EU Crisis Regulation: Securing reforms or constructing a crisis?






Migration / COMMENTARY
Olivia Sundberg Diez

Date: 20/11/2023
In October 2023, member states reached an agreement on the contentious Crisis and Force Majeure Regulation, enabling negotiations with the European Parliament to begin on this piece of the migration and asylum reforms package. Despite its name, this proposal will not usher in a better approach to ‘crises’ or increased arrivals at borders. If adopted, it risks normalising the use of emergency measures and lowering asylum standards further.

After months of difficult discussions and mounting pressure to advance on the package negotiations, the Council of the EU recently reached a deal on the Crisis and Force Majeure Regulation proposal (the ‘Crisis Regulation’). Germany had delayed its support for the text, seeking additional safeguards and protective measures for children and families. Several Eastern states demanded more substantial restrictions, while a priority for Baltic states, Greece and Cyprus was that the text included provisions on the so-called ‘instrumentalisation’ of migrants. Finally, enough states voted in favour for the Council to reach a common approach, with Poland and Hungary voting against it, and Austria, the Czech Republic and Slovakia abstaining.

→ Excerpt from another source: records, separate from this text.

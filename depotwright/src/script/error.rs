//! Error types for install scripts.

use std::path::PathBuf;

use thiserror::Error;

use crate::host::HostError;
use crate::installer::CopyError;

/// Errors raised while parsing or executing an install script.
#[derive(Debug, Error)]
pub enum ScriptError {
    /// Malformed script text. Line and column are 1-based.
    #[error("syntax error in {file} at {line},{column}: {message}")]
    Syntax {
        file: String,
        line: usize,
        column: usize,
        message: String,
    },

    /// A setup process exited with a non-zero code that was not ignored.
    #[error("{process} exited with code {exit_code}, executing {script} was stopped")]
    ProcessFailed {
        process: PathBuf,
        exit_code: i32,
        script: String,
    },

    /// A boolean option was neither `0` nor `1`.
    #[error("invalid boolean value '{value}' for {key}")]
    InvalidBoolean { key: String, value: String },

    #[error(transparent)]
    Host(#[from] HostError),

    #[error(transparent)]
    Copy(#[from] CopyError),

    #[error("I/O error on {path}: {source}")]
    Io {
        path: PathBuf,
        #[source]
        source: std::io::Error,
    },
}
//! Depot discovery and validation.
//!
//! - [`naming`] parses version suffixes of depot directory names
//! - [`DepotProber`] finds depot directories below the configured roots
//! - [`DepotChecker`] decides which depots and applications are installable

mod checker;
mod listing;
mod naming;
mod prober;

pub use checker::{CheckError, DepotChecker};
pub use listing::{list_files, relative_to, subdirectories, ListedFile};
pub use naming::{match_depot_dir, parse_version, split_version, trim_version, UNVERSIONED};
pub use prober::{DepotProber, ProbeError, ProbeReport, DEFAULT_FIXES_DIR, DEFAULT_MAX_DEPTH};
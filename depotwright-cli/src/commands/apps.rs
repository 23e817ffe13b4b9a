//! Apps command - list catalog applications and their installability.

use clap::Args;
use console::style;

use depotwright::catalog::{Catalog, ContentKind, Culture};

use super::common::{state_label, DepotArgs};
use crate::error::CliError;
use crate::runner::CliRunner;

/// Arguments for the apps command.
#[derive(Debug, Args)]
pub struct AppsArgs {
    #[command(flatten)]
    pub depots: DepotArgs,

    /// Also list applications that cannot be installed
    #[arg(short, long)]
    pub all: bool,

    /// Show every depot with its directories
    #[arg(long)]
    pub depots_detail: bool,
}

/// Run the apps command.
pub fn run(runner: &CliRunner, args: AppsArgs) -> Result<(), CliError> {
    let catalog = runner.load_catalog(&args.depots)?;
    print_applications(&catalog, args.all, args.depots_detail);
    Ok(())
}

fn print_applications(catalog: &Catalog, all: bool, detail: bool) {
    let mut shown = 0;

    for app in catalog.applications() {
        if !all && !app.check_state().is_installable() {
            continue;
        }
        shown += 1;

        println!(
            "{:>8}  {}  [{}]",
            app.id(),
            style(app.name()).bold(),
            state_label(app.check_state())
        );

        let languages: Vec<String> = app
            .installable_languages()
            .iter()
            .map(Culture::display_name)
            .collect();
        if !languages.is_empty() {
            println!("          Languages: {}", languages.join(", "));
        }

        if detail {
            for depot in app.depots() {
                println!(
                    "          {:>8}  {} ({}) [{}]",
                    depot.id(),
                    depot.name(),
                    if depot.is_optional() { "optional" } else { "required" },
                    state_label(depot.check_state())
                );
                for kind in [ContentKind::Common, ContentKind::Fix] {
                    for (version, dir) in depot.directories(kind) {
                        println!(
                            "                    {} v{}: {}",
                            kind.name(),
                            version,
                            dir.display()
                        );
                    }
                }
            }
        }
    }

    if shown == 0 {
        println!("No installable applications found.");
        if !all {
            println!("Use --all to list every known application.");
        }
    }
}
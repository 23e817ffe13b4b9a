//! Install orchestration.
//!
//! - [`InstallOptions`] validated user choices for one run
//! - [`InstallService`] the single worker thread that runs installs
//! - [`copy`] file and folder copying with the replace and backup modes
//! - [`CancelFlag`] and [`ProgressThrottle`] for cooperative cancellation and
//!   percentage events

pub mod copy;

mod cancel;
mod error;
mod options;
mod progress;
mod service;

pub use cancel::CancelFlag;
pub use copy::{
    backup_path, copy_directory, copy_file, CopyError, CopyStatus, DirectoryCopy,
    ExistingFilePolicy, BACKUP_SUFFIX, COPY_BUFFER_SIZE,
};
pub use error::{InstallError, InstallResult};
pub use options::InstallOptions;
pub use progress::ProgressThrottle;
pub use service::{
    InstallEvent, InstallHandle, InstallOutcome, InstallReport, InstallService, ScriptRun,
};
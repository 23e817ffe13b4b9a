//! Shared setup for commands: configuration, logging, catalog and host.

use std::path::{Path, PathBuf};

use tracing::{debug, info};

use depotwright::catalog::Catalog;
use depotwright::config::{config_file_path, ConfigFile};
use depotwright::depot::{DepotChecker, DepotProber};
use depotwright::host::Host;
use depotwright::logging::{init_logging, WorkerGuard};

use crate::commands::common::DepotArgs;
use crate::error::CliError;

/// Loaded configuration plus the logging guard, kept for the whole run.
pub struct CliRunner {
    config: ConfigFile,
    config_path: PathBuf,
    _log_guard: Option<WorkerGuard>,
}

impl CliRunner {
    /// Loads the config (the default file unless `config_path` is given) and
    /// installs logging.
    pub fn new(config_path: Option<&Path>, verbosity: u8) -> Result<Self, CliError> {
        let config_path = config_path
            .map(Path::to_path_buf)
            .unwrap_or_else(config_file_path);
        let config = ConfigFile::load_from(&config_path)?;
        let log_guard = init_logging(&config.logging, verbosity)?;

        Ok(Self {
            config,
            config_path,
            _log_guard: log_guard,
        })
    }

    pub fn config(&self) -> &ConfigFile {
        &self.config
    }

    pub fn config_path(&self) -> &Path {
        &self.config_path
    }

    pub fn log_startup(&self, command: &str) {
        info!(
            version = env!("CARGO_PKG_VERSION"),
            command,
            config = %self.config_path.display(),
            "depotwright starting"
        );
    }

    /// Catalog with depot directories probed and installability checked.
    ///
    /// Command-line depot options take precedence over the config file.
    pub fn load_catalog(&self, args: &DepotArgs) -> Result<Catalog, CliError> {
        let depots = &self.config.depots;

        let catalog_file = args.catalog.as_ref().or(depots.catalog.as_ref());
        let mut catalog = match catalog_file {
            Some(path) => {
                debug!(path = %path.display(), "Loading catalog file");
                Catalog::from_json_file(path)?
            }
            None => Catalog::builtin(),
        };

        let roots = if args.depots.is_empty() {
            depots.roots.clone()
        } else {
            args.depots.clone()
        };
        if roots.is_empty() {
            return Err(CliError::NoDepotRoots(self.config_path.clone()));
        }

        let prober = DepotProber::new()
            .with_fixes_dir(args.fixes_dir.clone().unwrap_or_else(|| depots.fixes_dir.clone()))
            .with_max_depth(args.probe_depth.unwrap_or(depots.probe_depth));
        prober.probe_catalog(&mut catalog, &roots)?;
        DepotChecker::new().check_catalog(&mut catalog)?;

        Ok(catalog)
    }

    /// Host collaborators backed by the configured registry file.
    pub fn host(&self) -> Result<Host, CliError> {
        Ok(Host::system(&self.config.host.registry_file)?)
    }
}
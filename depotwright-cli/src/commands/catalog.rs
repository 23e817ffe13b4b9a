//! Catalog command - export the application catalog as JSON.

use std::fs;
use std::path::PathBuf;

use clap::Args;

use depotwright::catalog::{Catalog, CatalogFile};

use crate::error::CliError;
use crate::runner::CliRunner;

/// Arguments for the catalog command.
#[derive(Debug, Args)]
pub struct CatalogArgs {
    /// Write to this file instead of stdout
    #[arg(short, long, value_name = "FILE")]
    pub output: Option<PathBuf>,

    /// Export the built-in catalog even when a catalog file is configured
    #[arg(long)]
    pub builtin: bool,
}

/// Run the catalog command.
pub fn run(runner: &CliRunner, args: CatalogArgs) -> Result<(), CliError> {
    let catalog = match (&runner.config().depots.catalog, args.builtin) {
        (Some(path), false) => Catalog::from_json_file(path)?,
        _ => Catalog::builtin(),
    };

    let file = CatalogFile::from_applications(catalog.applications());
    let json = serde_json::to_string_pretty(&file)
        .map_err(|e| CliError::Config(format!("Failed to encode catalog: {}", e)))?;

    match args.output {
        Some(path) => {
            fs::write(&path, json + "\n")?;
            println!(
                "Wrote {} applications to {}",
                catalog.applications().len(),
                path.display()
            );
        }
        None => println!("{}", json),
    }
    Ok(())
}
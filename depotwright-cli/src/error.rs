//! CLI error type.

use std::path::PathBuf;

use thiserror::Error;

use depotwright::catalog::CatalogError;
use depotwright::config::ConfigError;
use depotwright::depot::{CheckError, ProbeError};
use depotwright::files_map::FilesMapError;
use depotwright::host::HostError;
use depotwright::installer::InstallError;
use depotwright::logging::LoggingError;
use depotwright::script::ScriptError;

/// Errors reported by CLI commands.
#[derive(Debug, Error)]
pub enum CliError {
    #[error("{0}")]
    Config(String),

    #[error(transparent)]
    ConfigFile(#[from] ConfigError),

    #[error(transparent)]
    Logging(#[from] LoggingError),

    #[error(transparent)]
    Catalog(#[from] CatalogError),

    #[error(transparent)]
    Probe(#[from] ProbeError),

    #[error(transparent)]
    Check(#[from] CheckError),

    #[error(transparent)]
    FilesMap(#[from] FilesMapError),

    #[error(transparent)]
    Host(#[from] HostError),

    #[error(transparent)]
    Install(#[from] InstallError),

    #[error(transparent)]
    Script(#[from] ScriptError),

    #[error("unknown application '{0}'. Use 'depotwright apps' to see available applications.")]
    UnknownApplication(String),

    #[error("no depot roots configured. Use --depot or set depots.roots in {}", .0.display())]
    NoDepotRoots(PathBuf),

    #[error("no destination given. Use --dest or set install.destination in {}", .0.display())]
    NoDestination(PathBuf),

    #[error("install failed: {0}")]
    InstallFailed(String),

    #[error("install cancelled")]
    Cancelled,

    #[error("failed to write output: {0}")]
    Output(#[from] std::io::Error),
}

impl CliError {
    /// Process exit code for this error.
    pub fn exit_code(&self) -> i32 {
        match self {
            Self::Cancelled => 130,
            Self::Config(_) | Self::ConfigFile(_) | Self::NoDepotRoots(_) | Self::NoDestination(_) => 2,
            _ => 1,
        }
    }
}
impl Segment {
    /// Acquire a named segment of `user_size` bytes. With `dir` set, the
    /// segment is a file-backed mapping under that directory instead of a
    /// POSIX shm object.
    pub fn acquire(
        name: &str,
        user_size: usize,
        mode: SegmentMode,
        dir: Option<&Path>,
    ) -> io::Result<Self> {
        if name.is_empty() {
            return Err(io::Error::new(io::ErrorKind::InvalidInput, "name is empty"));
        }
        if user_size == 0 {
            return Err(io::Error::new(io::ErrorKind::InvalidInput, "size is 0"));
        }

        let total_size = calc_size(user_size);
        let perms: libc::mode_t = 0o666;

        let (fd, need_truncate, backing) = match dir {
            None => {
                let posix_name = shm_name::make_shm_name(name);
                let c_name = CString::new(posix_name.as_bytes())
                    .map_err(|e| io::Error::new(io::ErrorKind::InvalidInput, e))?;
                let oflags = match mode {
                    SegmentMode::Create => libc::O_RDWR | libc::O_CREAT | libc::O_EXCL,
                    SegmentMode::Open => libc::O_RDWR,
                };
                let fd =
                    unsafe { libc::shm_open(c_name.as_ptr(), oflags, perms as libc::c_uint) };
                if fd == -1 {
                    return Err(io::Error::last_os_error());
                }
                (fd, mode == SegmentMode::Create, Backing::Shm(posix_name))
            }
            Some(d) => {
                let path = d.join(name);
                let c_path = CString::new(path.as_os_str().as_encoded_bytes())
                    .map_err(|e| io::Error::new(io::ErrorKind::InvalidInput, e))?;
                let oflags = match mode {
                    SegmentMode::Create => libc::O_RDWR | libc::O_CREAT | libc::O_EXCL,
                    SegmentMode::Open => libc::O_RDWR,
                };
                let fd = unsafe { libc::open(c_path.as_ptr(), oflags, perms as libc::c_uint) };
                if fd == -1 {
                    return Err(io::Error::last_os_error());
                }
                (fd, mode == SegmentMode::Create, Backing::File(path))
            }
        };

        unsafe { libc::fchmod(fd, perms) };

        if need_truncate {
            let ret = unsafe { libc::ftruncate(fd, total_size as libc::off_t) };
            if ret != 0 {
                let err = io::Error::last_os_error();
                unsafe { libc::close(fd) };
                return Err(err);
            }
        }

        let mem = unsafe {
            libc::mmap(
                ptr::null_mut(),
                total_size,
                libc::PROT_READ | libc::PROT_WRITE,
                libc::MAP_SHARED,
                fd,
                0,
            )
        };
        unsafe { libc::close(fd) };

        if mem == libc::MAP_FAILED {
            return Err(io::Error::last_os_error());
        }

        unsafe { acc_of(mem as *mut u8, total_size).fetch_add(1, Ordering::AcqRel) };

        Ok(Self {
            mem: mem as *mut u8,
            size: total_size,
            user_size,
            backing,
        })
    }

    /// Mutable pointer to the user-visible region.
    pub fn as_mut_ptr(&self) -> *mut u8 {
        self.mem
    }

    /// Caller-requested size.
    pub fn user_size(&self) -> usize {
        self.user_size
    }

    /// Current map count (processes/handles mapping this segment).
    pub fn ref_count(&self) -> i32 {
        unsafe { acc_of(self.mem, self.size).load(Ordering::Acquire) }
    }

    /// Force-remove the backing object. Does NOT release the mapping.
    pub fn unlink(&self) {
        match &self.backing {
            Backing::Shm(posix_name) => {
                if let Ok(c_name) = CString::new(posix_name.as_bytes()) {
                    unsafe { libc::shm_unlink(c_name.as_ptr()) };
                }
            }
            Backing::File(path) => {
                let _ = std::fs::remove_file(path);
            }
        }
    }

    /// Remove a named segment's backing object without an open handle.
    pub fn unlink_by_name(name: &str, dir: Option<&Path>) {
        match dir {
            None => {
                let posix_name = shm_name::make_shm_name(name);
                if let Ok(c_name) = CString::new(posix_name.as_bytes()) {
                    unsafe { libc::shm_unlink(c_name.as_ptr()) };
                }
            }
            Some(d) => {
                let _ = std::fs::remove_file(d.join(name));
            }
        }
    }
}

The agreement was quickly billed as historic, the missing piece in the puzzle of EU asylum reforms, and a step towards a common approach should arrivals at borders increase. Yet, if adopted in the form agreed by the member states, the proposal will not meet these ambitions.

With only a few months left to conclude negotiations ahead of the 2024 European elections, there is a high risk that a final compromise between the Parliament and the Council will normalise the use of emergency measures – undermining, not improving, the EU’s common approach to people seeking safety at its borders. Without significant amendments, the Regulation will foster disproportionate responses, denying people access to asylum and placing more people in detention-like conditions.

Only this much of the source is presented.